## PROBLEM TO WORK ON:
Go through the records and extract every line with the word "names".
AVAILABLE DATA: Begin
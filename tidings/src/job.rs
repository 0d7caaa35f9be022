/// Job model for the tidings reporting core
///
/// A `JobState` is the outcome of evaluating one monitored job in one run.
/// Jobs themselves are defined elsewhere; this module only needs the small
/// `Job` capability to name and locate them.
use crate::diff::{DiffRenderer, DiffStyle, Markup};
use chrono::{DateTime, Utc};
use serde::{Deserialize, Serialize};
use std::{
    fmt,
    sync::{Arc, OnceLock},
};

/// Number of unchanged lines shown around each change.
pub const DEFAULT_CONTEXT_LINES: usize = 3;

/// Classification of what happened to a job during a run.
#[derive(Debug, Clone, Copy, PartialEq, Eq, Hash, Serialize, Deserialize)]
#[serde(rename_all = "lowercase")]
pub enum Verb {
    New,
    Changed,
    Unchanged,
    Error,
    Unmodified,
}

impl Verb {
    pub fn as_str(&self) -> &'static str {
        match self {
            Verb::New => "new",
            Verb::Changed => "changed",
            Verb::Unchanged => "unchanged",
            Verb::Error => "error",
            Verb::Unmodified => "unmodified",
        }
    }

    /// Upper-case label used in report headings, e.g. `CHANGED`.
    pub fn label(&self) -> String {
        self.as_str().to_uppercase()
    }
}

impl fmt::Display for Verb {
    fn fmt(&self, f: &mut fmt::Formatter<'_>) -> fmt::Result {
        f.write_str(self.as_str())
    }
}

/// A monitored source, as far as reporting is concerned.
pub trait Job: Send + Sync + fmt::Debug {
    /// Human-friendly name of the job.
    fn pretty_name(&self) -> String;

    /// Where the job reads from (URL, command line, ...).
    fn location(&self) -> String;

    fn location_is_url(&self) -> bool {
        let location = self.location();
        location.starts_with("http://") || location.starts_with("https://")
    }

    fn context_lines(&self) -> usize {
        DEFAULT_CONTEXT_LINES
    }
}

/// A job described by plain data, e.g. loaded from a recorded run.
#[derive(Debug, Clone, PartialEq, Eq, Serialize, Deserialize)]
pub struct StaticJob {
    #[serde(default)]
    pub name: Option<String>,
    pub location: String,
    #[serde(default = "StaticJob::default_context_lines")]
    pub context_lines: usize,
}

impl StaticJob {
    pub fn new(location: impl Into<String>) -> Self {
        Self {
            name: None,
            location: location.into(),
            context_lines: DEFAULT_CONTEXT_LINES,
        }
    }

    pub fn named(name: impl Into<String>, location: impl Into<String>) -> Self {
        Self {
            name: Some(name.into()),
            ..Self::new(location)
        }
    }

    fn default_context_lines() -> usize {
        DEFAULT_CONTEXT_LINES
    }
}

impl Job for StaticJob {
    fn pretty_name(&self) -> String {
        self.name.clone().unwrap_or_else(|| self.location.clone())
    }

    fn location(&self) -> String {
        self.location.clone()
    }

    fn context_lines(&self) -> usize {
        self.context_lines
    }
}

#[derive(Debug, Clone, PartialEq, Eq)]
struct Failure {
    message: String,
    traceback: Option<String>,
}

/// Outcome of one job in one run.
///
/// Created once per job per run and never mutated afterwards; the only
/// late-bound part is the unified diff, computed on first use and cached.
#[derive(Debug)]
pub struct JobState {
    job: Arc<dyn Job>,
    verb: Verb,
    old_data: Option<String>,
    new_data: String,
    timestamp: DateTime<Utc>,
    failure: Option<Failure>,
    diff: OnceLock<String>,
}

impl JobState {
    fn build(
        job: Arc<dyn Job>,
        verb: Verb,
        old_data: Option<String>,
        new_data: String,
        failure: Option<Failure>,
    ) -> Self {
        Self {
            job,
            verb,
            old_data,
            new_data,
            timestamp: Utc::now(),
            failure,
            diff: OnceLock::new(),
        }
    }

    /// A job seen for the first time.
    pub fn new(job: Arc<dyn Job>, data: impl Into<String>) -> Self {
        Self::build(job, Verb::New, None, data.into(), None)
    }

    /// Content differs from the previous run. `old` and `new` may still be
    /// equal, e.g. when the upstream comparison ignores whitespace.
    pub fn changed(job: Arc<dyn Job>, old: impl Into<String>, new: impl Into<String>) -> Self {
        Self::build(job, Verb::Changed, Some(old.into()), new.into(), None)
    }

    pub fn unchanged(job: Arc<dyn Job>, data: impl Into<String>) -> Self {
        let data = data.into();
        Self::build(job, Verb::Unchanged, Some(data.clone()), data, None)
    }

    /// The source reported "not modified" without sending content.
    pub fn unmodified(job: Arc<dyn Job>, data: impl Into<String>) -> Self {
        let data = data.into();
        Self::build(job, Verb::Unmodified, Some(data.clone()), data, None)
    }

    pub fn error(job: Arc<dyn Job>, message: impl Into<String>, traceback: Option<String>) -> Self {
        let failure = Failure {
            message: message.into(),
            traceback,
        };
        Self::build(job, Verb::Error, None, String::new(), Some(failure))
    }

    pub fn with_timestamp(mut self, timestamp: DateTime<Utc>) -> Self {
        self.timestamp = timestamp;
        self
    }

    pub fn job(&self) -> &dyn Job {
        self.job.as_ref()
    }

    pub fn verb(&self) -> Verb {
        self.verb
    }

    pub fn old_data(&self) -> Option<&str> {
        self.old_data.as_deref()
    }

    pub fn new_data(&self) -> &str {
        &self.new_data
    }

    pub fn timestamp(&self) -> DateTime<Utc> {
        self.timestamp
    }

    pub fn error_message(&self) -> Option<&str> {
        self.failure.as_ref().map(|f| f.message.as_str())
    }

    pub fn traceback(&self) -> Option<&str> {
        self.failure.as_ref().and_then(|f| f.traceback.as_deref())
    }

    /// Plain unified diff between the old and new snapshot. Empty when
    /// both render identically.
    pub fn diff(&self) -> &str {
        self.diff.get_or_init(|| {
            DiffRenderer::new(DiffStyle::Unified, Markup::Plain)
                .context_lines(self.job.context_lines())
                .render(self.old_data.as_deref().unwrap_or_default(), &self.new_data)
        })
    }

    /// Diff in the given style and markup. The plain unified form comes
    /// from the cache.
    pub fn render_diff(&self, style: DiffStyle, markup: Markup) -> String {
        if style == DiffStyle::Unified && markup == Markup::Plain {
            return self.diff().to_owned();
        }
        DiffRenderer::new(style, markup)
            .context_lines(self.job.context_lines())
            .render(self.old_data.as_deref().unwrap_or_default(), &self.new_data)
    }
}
AVAILABLE DATA: End
AVAILABLE DATA: Begin
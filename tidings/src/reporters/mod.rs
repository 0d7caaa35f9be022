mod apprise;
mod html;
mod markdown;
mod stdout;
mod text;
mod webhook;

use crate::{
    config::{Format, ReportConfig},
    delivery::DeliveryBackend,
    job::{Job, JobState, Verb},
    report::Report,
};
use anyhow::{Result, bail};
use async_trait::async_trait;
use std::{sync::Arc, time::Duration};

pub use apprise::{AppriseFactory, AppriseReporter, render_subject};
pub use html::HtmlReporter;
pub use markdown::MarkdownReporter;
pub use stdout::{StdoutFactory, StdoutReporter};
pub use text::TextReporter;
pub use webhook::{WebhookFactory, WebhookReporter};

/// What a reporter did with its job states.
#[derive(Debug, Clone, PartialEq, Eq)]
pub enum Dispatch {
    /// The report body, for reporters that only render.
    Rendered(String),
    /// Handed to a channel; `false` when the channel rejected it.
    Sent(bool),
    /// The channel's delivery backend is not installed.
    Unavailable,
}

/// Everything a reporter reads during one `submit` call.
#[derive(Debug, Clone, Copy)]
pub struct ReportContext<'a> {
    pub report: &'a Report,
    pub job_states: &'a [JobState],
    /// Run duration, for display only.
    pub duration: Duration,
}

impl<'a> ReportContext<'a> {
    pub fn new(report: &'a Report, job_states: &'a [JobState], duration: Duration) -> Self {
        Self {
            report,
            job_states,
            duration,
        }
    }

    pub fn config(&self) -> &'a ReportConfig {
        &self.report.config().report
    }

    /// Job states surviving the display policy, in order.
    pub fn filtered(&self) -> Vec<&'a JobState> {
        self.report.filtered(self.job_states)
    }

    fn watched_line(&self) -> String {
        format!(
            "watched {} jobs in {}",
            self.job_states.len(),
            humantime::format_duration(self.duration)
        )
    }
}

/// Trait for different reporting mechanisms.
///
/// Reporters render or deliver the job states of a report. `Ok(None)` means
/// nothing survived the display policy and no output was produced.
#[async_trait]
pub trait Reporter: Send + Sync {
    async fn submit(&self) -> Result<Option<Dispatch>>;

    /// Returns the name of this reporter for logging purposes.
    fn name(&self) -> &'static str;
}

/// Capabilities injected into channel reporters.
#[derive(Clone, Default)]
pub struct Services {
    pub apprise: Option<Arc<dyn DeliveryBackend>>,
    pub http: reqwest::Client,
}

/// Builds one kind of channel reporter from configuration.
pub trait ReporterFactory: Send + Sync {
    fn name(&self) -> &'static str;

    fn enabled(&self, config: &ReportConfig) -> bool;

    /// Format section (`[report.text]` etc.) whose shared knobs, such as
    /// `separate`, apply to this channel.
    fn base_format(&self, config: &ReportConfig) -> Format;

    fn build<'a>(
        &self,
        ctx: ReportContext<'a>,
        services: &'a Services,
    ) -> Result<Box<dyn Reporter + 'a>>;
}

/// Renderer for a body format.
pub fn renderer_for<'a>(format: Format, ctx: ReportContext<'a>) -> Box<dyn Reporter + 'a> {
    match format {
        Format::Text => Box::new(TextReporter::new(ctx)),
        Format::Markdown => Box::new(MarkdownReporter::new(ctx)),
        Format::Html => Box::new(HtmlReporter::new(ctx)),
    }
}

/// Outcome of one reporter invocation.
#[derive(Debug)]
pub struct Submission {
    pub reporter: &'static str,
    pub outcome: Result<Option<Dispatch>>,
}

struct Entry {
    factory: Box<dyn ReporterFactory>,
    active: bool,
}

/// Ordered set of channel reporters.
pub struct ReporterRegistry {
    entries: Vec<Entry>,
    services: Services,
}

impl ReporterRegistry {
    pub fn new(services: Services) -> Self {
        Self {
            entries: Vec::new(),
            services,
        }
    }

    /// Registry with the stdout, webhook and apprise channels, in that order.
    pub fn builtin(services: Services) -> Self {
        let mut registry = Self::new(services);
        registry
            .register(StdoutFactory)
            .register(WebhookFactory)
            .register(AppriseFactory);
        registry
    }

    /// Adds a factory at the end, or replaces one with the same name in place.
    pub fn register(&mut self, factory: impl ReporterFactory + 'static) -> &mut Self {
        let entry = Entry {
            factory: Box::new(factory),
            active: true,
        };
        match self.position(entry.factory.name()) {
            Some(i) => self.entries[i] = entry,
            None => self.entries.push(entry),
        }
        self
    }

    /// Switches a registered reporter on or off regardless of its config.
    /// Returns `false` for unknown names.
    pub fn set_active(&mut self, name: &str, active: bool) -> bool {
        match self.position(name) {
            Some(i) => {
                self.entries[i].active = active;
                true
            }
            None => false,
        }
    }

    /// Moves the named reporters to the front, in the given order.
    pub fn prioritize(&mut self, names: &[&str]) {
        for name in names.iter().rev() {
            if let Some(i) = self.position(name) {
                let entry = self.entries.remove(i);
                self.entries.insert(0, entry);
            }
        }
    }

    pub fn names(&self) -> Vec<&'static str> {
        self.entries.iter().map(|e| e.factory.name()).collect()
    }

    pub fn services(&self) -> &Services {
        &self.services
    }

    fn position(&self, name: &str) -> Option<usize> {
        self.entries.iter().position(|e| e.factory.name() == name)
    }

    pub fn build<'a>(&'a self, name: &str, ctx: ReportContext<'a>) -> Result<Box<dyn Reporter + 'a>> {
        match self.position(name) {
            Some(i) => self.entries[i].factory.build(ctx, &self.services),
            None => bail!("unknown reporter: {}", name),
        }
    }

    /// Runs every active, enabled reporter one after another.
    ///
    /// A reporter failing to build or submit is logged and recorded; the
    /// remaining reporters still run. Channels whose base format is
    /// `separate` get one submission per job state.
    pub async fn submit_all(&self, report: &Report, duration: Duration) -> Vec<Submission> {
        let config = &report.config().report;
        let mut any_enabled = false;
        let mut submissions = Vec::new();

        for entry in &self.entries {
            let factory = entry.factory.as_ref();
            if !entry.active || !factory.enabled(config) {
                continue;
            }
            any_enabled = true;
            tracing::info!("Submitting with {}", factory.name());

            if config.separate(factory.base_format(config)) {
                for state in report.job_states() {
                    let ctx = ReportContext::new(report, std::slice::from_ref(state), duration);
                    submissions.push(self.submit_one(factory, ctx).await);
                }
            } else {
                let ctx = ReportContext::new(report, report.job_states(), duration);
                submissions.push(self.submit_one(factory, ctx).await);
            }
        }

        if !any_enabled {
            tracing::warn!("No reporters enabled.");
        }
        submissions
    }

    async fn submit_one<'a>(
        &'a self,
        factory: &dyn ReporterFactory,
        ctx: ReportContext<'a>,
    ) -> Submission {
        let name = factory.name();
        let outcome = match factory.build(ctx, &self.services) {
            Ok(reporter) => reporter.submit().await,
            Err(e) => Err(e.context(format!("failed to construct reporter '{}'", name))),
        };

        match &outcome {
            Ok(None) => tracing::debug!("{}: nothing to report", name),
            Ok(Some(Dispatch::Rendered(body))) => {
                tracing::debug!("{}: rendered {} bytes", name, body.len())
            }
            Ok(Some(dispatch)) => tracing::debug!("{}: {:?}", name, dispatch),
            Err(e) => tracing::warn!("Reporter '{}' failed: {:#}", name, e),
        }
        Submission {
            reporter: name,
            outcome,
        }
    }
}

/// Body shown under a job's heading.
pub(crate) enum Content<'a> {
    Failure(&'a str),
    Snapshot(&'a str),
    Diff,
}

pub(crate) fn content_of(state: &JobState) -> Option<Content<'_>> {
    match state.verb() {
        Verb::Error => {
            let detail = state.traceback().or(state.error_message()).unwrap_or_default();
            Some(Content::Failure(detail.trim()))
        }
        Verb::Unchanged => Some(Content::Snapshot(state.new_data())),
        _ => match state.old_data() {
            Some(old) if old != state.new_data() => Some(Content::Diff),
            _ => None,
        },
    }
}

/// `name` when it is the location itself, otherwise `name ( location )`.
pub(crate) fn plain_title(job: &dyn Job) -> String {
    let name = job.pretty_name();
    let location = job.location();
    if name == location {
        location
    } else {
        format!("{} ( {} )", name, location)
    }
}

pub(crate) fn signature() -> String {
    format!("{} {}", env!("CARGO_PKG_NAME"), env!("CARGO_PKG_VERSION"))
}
AVAILABLE DATA: End
## RESULT OF THE TASK:
    /// Returns `false` for unknown names.
    pub fn prioritize(&mut self, names: &[&str]) {
        for name in names.iter().rev() {
    pub fn names(&self) -> Vec<&'static str> {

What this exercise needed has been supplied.